When it comes to medicine, that is. If it comes to harassment or other potentially illegal behavior (drug use is unfortunately common in the medical profession), it’s out of my hands, except perhaps to give advice.
To me, that’s a good thing. I’m not an expert in law, and I would have competing interests. Unacceptable activity shouldn’t be acceptable because I think my resident has promise. If I happen to think there are mitigating circumstances, there will be a forum for me to express them.
So I frankly don’t understand why it can’t be the same in the military. I haven’t served, but I understand there are differences. There is less, or no, distinction between professional and other duties. In the military, life and death decisions involve not just a patient, but the team itself and the country as a whole.
I’m sure there are many more differences, but none seem to be at the heart of arguments presented for blocking Sen. Kirsten Gillibrand’s Military Justice Improvement Act, which would move harassment charges outside the chain of command. Instead, opponents trotted out the same tired arguments. Change will undermine unity and destroy morale. We’ve always done it this way. Commanders need to be in charge, and best understand their units.

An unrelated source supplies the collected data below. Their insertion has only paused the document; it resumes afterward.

#[cfg(test)]
mod tests {
    use super::*;
    use crate::packed::{ColorData, PackedGeometry, RawGeometry, Topology, RESTART_INDEX};
    use rstest::rstest;

    fn coordinates(count: usize) -> Vec<Vec3> {
        (0..count)
            .map(|i| Vec3::new(i as f32, (i * 2) as f32, (i * 3) as f32))
            .collect()
    }

    fn pack(mut raw: RawGeometry) -> PackedGeometry {
        raw.detect_restart();
        raw.interleave(&InterleaveOptions::default())
    }

    #[rstest]
    #[case(1)]
    #[case(2)]
    #[case(5)]
    fn plain_streams_are_triangle_lists(#[case] k: usize) {
        let packed = pack(RawGeometry {
            coordinates: coordinates(3 * k),
            indices: (0..3 * k as i32).collect(),
            ..Default::default()
        });

        assert_eq!(packed.triangle_vertices().len(), 3 * k);
        assert!(packed.quad_vertices().is_empty());
    }

    #[rstest]
    #[case(1)]
    #[case(3)]
    fn restart_runs_of_four_are_quads(#[case] k: usize) {
        let mut indices = Vec::new();
        for face in 0..k as i32 {
            indices.extend([face * 4, face * 4 + 1, face * 4 + 2, face * 4 + 3]);
            if face + 1 < k as i32 {
                indices.push(RESTART_INDEX);
            }
        }
        let packed = pack(RawGeometry {
            coordinates: coordinates(4 * k),
            indices,
            topology: Topology::Polygons,
            ..Default::default()
        });

        assert_eq!(packed.quad_vertices().len(), 4 * k);
        assert!(packed.triangle_vertices().is_empty());
        assert_eq!(packed.dropped_faces(), 0);
    }

    #[test]
    fn unterminated_polygon_stream_is_one_face() {
        let packed = pack(RawGeometry {
            coordinates: coordinates(4),
            indices: vec![0, 1, 3, 2],
            topology: Topology::Polygons,
            ..Default::default()
        });

        assert_eq!(packed.raw().restart_index, None);
        assert!(packed.triangle_vertices().is_empty());
        assert_eq!(packed.quad_vertices().len(), 4);
        assert_eq!(packed.quad_vertices()[3].position, Vec3::new(2.0, 4.0, 6.0));
        assert_eq!(packed.dropped_faces(), 0);
    }

    #[test]
    fn trailing_partial_triangle_is_counted() {
        let packed = pack(RawGeometry {
            coordinates: coordinates(5),
            indices: vec![0, 1, 2, 3, 4],
            ..Default::default()
        });

        assert_eq!(packed.triangle_vertices().len(), 3);
        assert_eq!(packed.dropped_faces(), 1);
    }

    #[test]
    fn mixed_faces_split_into_buckets() {
        let packed = pack(RawGeometry {
            coordinates: coordinates(7),
            indices: vec![0, 1, 2, -1, 3, 4, 5, 6, -1],
            ..Default::default()
        });

        assert_eq!(packed.triangle_vertices().len(), 3);
        assert_eq!(packed.quad_vertices().len(), 4);
        assert_eq!(packed.quad_vertices()[0].position, Vec3::new(3.0, 6.0, 9.0));
        assert_eq!(packed.quad_vertices()[3].position, Vec3::new(6.0, 12.0, 18.0));
    }

    #[test]
    fn bounds_cover_referenced_coordinates_only() {
        let packed = pack(RawGeometry {
            coordinates: vec![Vec3::ZERO, Vec3::new(1.0, 2.0, 3.0), Vec3::splat(100.0)],
            indices: vec![0, 1],
            ..Default::default()
        });

        assert_eq!(packed.bounding_box().min, Vec3::ZERO);
        assert_eq!(packed.bounding_box().max, Vec3::new(1.0, 2.0, 3.0));
    }

    #[test]
    fn disabled_bounds_stay_zero() {
        let raw = RawGeometry {
            coordinates: vec![Vec3::ONE, Vec3::splat(2.0), Vec3::splat(3.0)],
            indices: vec![0, 1, 2],
            ..Default::default()
        };
        let packed = raw.interleave(&InterleaveOptions {
            compute_bounds: false,
            ..Default::default()
        });

        assert_eq!(packed.triangle_vertices().len(), 3);
        assert!(packed.bounding_box().is_zero());
    }

    #[test]
    fn face_color_is_replicated() {
        let packed = pack(RawGeometry {
            coordinates: coordinates(8),
            indices: vec![4, 5, 6, 7, -1, 1, 2, 3],
            colors: Some(ColorData::Rgb(vec![1.0, 0.0, 0.0])),
            color_per_vertex: false,
            ..Default::default()
        });

        for vertex in packed.quad_vertices().iter().chain(packed.triangle_vertices()) {
            assert_eq!(vertex.color.truncate(), Vec3::new(1.0, 0.0, 0.0));
        }
    }

    #[test]
    fn face_color_uses_first_resolved_index() {
        let packed = pack(RawGeometry {
            coordinates: coordinates(3),
            indices: vec![1, 0, 2],
            colors: Some(ColorData::Rgb(vec![1.0, 0.0, 0.0, 0.0, 1.0, 0.0, 0.0, 0.0, 1.0])),
            color_per_vertex: false,
            ..Default::default()
        });

        for vertex in packed.triangle_vertices() {
            assert_eq!(vertex.color, Vec4::new(0.0, 1.0, 0.0, 1.0));
        }
    }

    #[test]
    fn per_vertex_colors_prefer_color_indices() {
        let packed = pack(RawGeometry {
            coordinates: coordinates(3),
            indices: vec![0, 1, 2],
            colors: Some(ColorData::Rgba(vec![
                1.0, 0.0, 0.0, 1.0, //
                0.0, 1.0, 0.0, 0.5, //
            ])),
            color_indices: Some(vec![1, 1]),
            ..Default::default()
        });
        let colors: Vec<Vec4> = packed.triangle_vertices().iter().map(|v| v.color).collect();

        // The third vertex has no color index and falls back to its coordinate
        // index, which is clamped to the last color.
        assert_eq!(
            colors,
            vec![
                Vec4::new(0.0, 1.0, 0.0, 0.5),
                Vec4::new(0.0, 1.0, 0.0, 0.5),
                Vec4::new(0.0, 1.0, 0.0, 0.5),
            ]
        );
    }

    #[test]
    fn uncolored_vertices_are_white() {
        let packed = pack(RawGeometry {
            coordinates: coordinates(3),
            indices: vec![0, 1, 2],
            ..Default::default()
        });
        assert!(packed.triangle_vertices().iter().all(|v| v.color == Vec4::ONE));
        assert!(packed.triangle_vertices().iter().all(|v| v.normal == Vec3::ZERO));
    }

    #[test]
    fn texture_coordinates_follow_texture_indices() {
        let packed = pack(RawGeometry {
            coordinates: coordinates(4),
            indices: vec![0, 1, 2, 3, -1],
            texture_coords: Some(vec![
                Vec2::new(0.0, 0.0),
                Vec2::new(1.0, 0.0),
                Vec2::new(1.0, 1.0),
                Vec2::new(0.0, 1.0),
            ]),
            texture_indices: Some(vec![3, 2, 1, 0, -1]),
            ..Default::default()
        });
        let tex: Vec<Vec2> = packed.quad_vertices().iter().map(|v| v.tex_coord).collect();

        assert_eq!(
            tex,
            vec![
                Vec2::new(0.0, 1.0),
                Vec2::new(1.0, 1.0),
                Vec2::new(1.0, 0.0),
                Vec2::new(0.0, 0.0),
            ]
        );
        assert!(packed.texturing());
    }

    #[test]
    fn texture_coordinates_default_to_coordinate_index() {
        let packed = pack(RawGeometry {
            coordinates: coordinates(3),
            indices: vec![2, 1, 0],
            texture_coords: Some(vec![Vec2::ZERO, Vec2::X, Vec2::Y]),
            ..Default::default()
        });
        let tex: Vec<Vec2> = packed.triangle_vertices().iter().map(|v| v.tex_coord).collect();
        assert_eq!(tex, vec![Vec2::Y, Vec2::X, Vec2::ZERO]);
    }

    #[test]
    fn pentagons_are_dropped_by_default() {
        let packed = pack(RawGeometry {
            coordinates: coordinates(5),
            indices: vec![0, 1, 2, 3, 4, -1],
            ..Default::default()
        });

        assert!(packed.is_empty());
        assert_eq!(packed.dropped_faces(), 1);
        assert_eq!(packed.bounding_box().max, Vec3::new(4.0, 8.0, 12.0));
    }

    #[test]
    fn pentagons_fan_when_requested() {
        let mut raw = RawGeometry {
            coordinates: coordinates(5),
            indices: vec![0, 1, 2, 3, 4, -1],
            ..Default::default()
        };
        raw.detect_restart();
        let packed = raw.interleave(&InterleaveOptions {
            polygon_policy: PolygonPolicy::Fan,
            compute_bounds: true,
        });
        let fan: Vec<f32> = packed
            .triangle_vertices()
            .iter()
            .map(|v| v.position.x)
            .collect();

        assert_eq!(fan, vec![0.0, 1.0, 2.0, 0.0, 2.0, 3.0, 0.0, 3.0, 4.0]);
        assert_eq!(packed.dropped_faces(), 0);
    }

    #[test]
    fn fan_with_missing_coordinate_rolls_back() {
        let mut raw = RawGeometry {
            coordinates: coordinates(4),
            indices: vec![0, 1, 2, 3, 9, -1],
            ..Default::default()
        };
        raw.detect_restart();
        let packed = raw.interleave(&InterleaveOptions {
            polygon_policy: PolygonPolicy::Fan,
            compute_bounds: true,
        });

        assert!(packed.triangle_vertices().is_empty());
        assert_eq!(packed.dropped_faces(), 1);
    }

    #[test]
    fn degenerate_faces_are_dropped() {
        let packed = pack(RawGeometry {
            coordinates: coordinates(4),
            indices: vec![0, 1, -1, 2, -1, 0, 1, 2],
            ..Default::default()
        });

        assert_eq!(packed.triangle_vertices().len(), 3);
        assert_eq!(packed.dropped_faces(), 2);
    }

    #[test]
    fn all_sentinels_yield_nothing() {
        let packed = pack(RawGeometry {
            coordinates: coordinates(3),
            indices: vec![RESTART_INDEX; 10_000],
            ..Default::default()
        });

        assert!(packed.is_empty());
        assert_eq!(packed.dropped_faces(), 0);
        assert!(packed.bounding_box().is_zero());
    }

    #[test]
    fn out_of_range_references_drop_the_face() {
        let packed = pack(RawGeometry {
            coordinates: coordinates(3),
            indices: vec![0, 1, 9, -1, 0, 1, 2],
            ..Default::default()
        });

        assert_eq!(packed.triangle_vertices().len(), 3);
        assert_eq!(packed.dropped_faces(), 1);
    }

    #[test]
    fn restart_with_stride_two_walks_polylines() {
        let packed = pack(RawGeometry {
            coordinates: coordinates(5),
            indices: vec![0, 1, 2, -1, 3, 4],
            vertex_stride: Some(2),
            ..Default::default()
        });
        let segments: Vec<f32> = packed.line_vertices().iter().map(|v| v.position.x).collect();

        assert_eq!(segments, vec![0.0, 1.0, 1.0, 2.0, 3.0, 4.0]);
    }

    #[test]
    fn polylines_ignore_trailing_sentinel() {
        let polyline = |indices: Vec<i32>| {
            pack(RawGeometry {
                coordinates: coordinates(3),
                indices,
                topology: Topology::Polylines,
                vertex_stride: Some(2),
                ..Default::default()
            })
        };

        let open = polyline(vec![0, 1, 2]);
        let closed = polyline(vec![0, 1, 2, -1]);

        assert_eq!(open.line_vertices().len(), 4);
        assert_eq!(open.line_vertices(), closed.line_vertices());
        assert_eq!(open.dropped_faces(), closed.dropped_faces());
    }

    #[test]
    fn short_polyline_runs_are_counted() {
        let packed = pack(RawGeometry {
            coordinates: coordinates(4),
            indices: vec![0, -1, 1, 2, 3],
            topology: Topology::Polylines,
            vertex_stride: Some(2),
            ..Default::default()
        });

        assert_eq!(packed.line_vertices().len(), 4);
        assert_eq!(packed.dropped_faces(), 1);
    }

    #[test]
    fn stride_without_indices_uses_vertex_count() {
        let packed = pack(RawGeometry {
            coordinates: coordinates(6),
            vertex_stride: Some(2),
            vertex_count: Some(5),
            ..Default::default()
        });

        assert_eq!(packed.line_vertices().len(), 4);
        assert_eq!(packed.bounding_box().max, Vec3::new(4.0, 8.0, 12.0));
        assert_eq!(packed.dropped_faces(), 1);
    }

    #[test]
    fn stride_one_produces_points() {
        let packed = pack(RawGeometry {
            coordinates: coordinates(4),
            vertex_stride: Some(1),
            colors: Some(ColorData::Rgb(vec![0.0, 0.0, 1.0])),
            ..Default::default()
        });

        assert_eq!(packed.point_vertices().len(), 4);
        assert!(packed
            .point_vertices()
            .iter()
            .all(|v| v.color == Vec4::new(0.0, 0.0, 1.0, 1.0)));
    }

    #[test]
    fn missing_coordinates_yield_empty_output() {
        let packed = pack(RawGeometry {
            indices: vec![0, 1, 2],
            ..Default::default()
        });

        assert!(packed.is_empty());
        assert!(packed.bounding_box().is_zero());
    }
}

Recent history begs to differ. Allegedly cataclysmic changes including women in combat roles and the repeal of Don’t Ask Don’t Tell appear to have left unity and morale intact. Meanwhile, the scandals in various parts of the military, including one involving a sexual assault prosecutor, suggest the status quo of commanders in charge isn’t working.
We shouldn’t be surprised, particularly if we think about other institutions that lean on tradition and claim a unique situation. The Catholic Church hid a scandal for years, in part by moving perpetrators around in a way that offered access to new victims. Penn State managed to usher out Jerry Sandusky, but without helping prior victims or preventing new ones. The Miami Dolphins thought there was nothing wrong with their locker room culture. None of these institutions changed until they were forced to by people who weren’t interested in protecting the institution for its own sake, or the sake of the status quo.
The military may be more important than these institutions, and it may be unique. Its sexual harassment problem, however, is not. It needs the same medicine as other institutions that have tried to hide problems – sunlight and objective eyes, the kind prescribed by Sen. Gillibrand’s bill. Hopefully, it will get another chance. History suggests things won’t get much better until it does.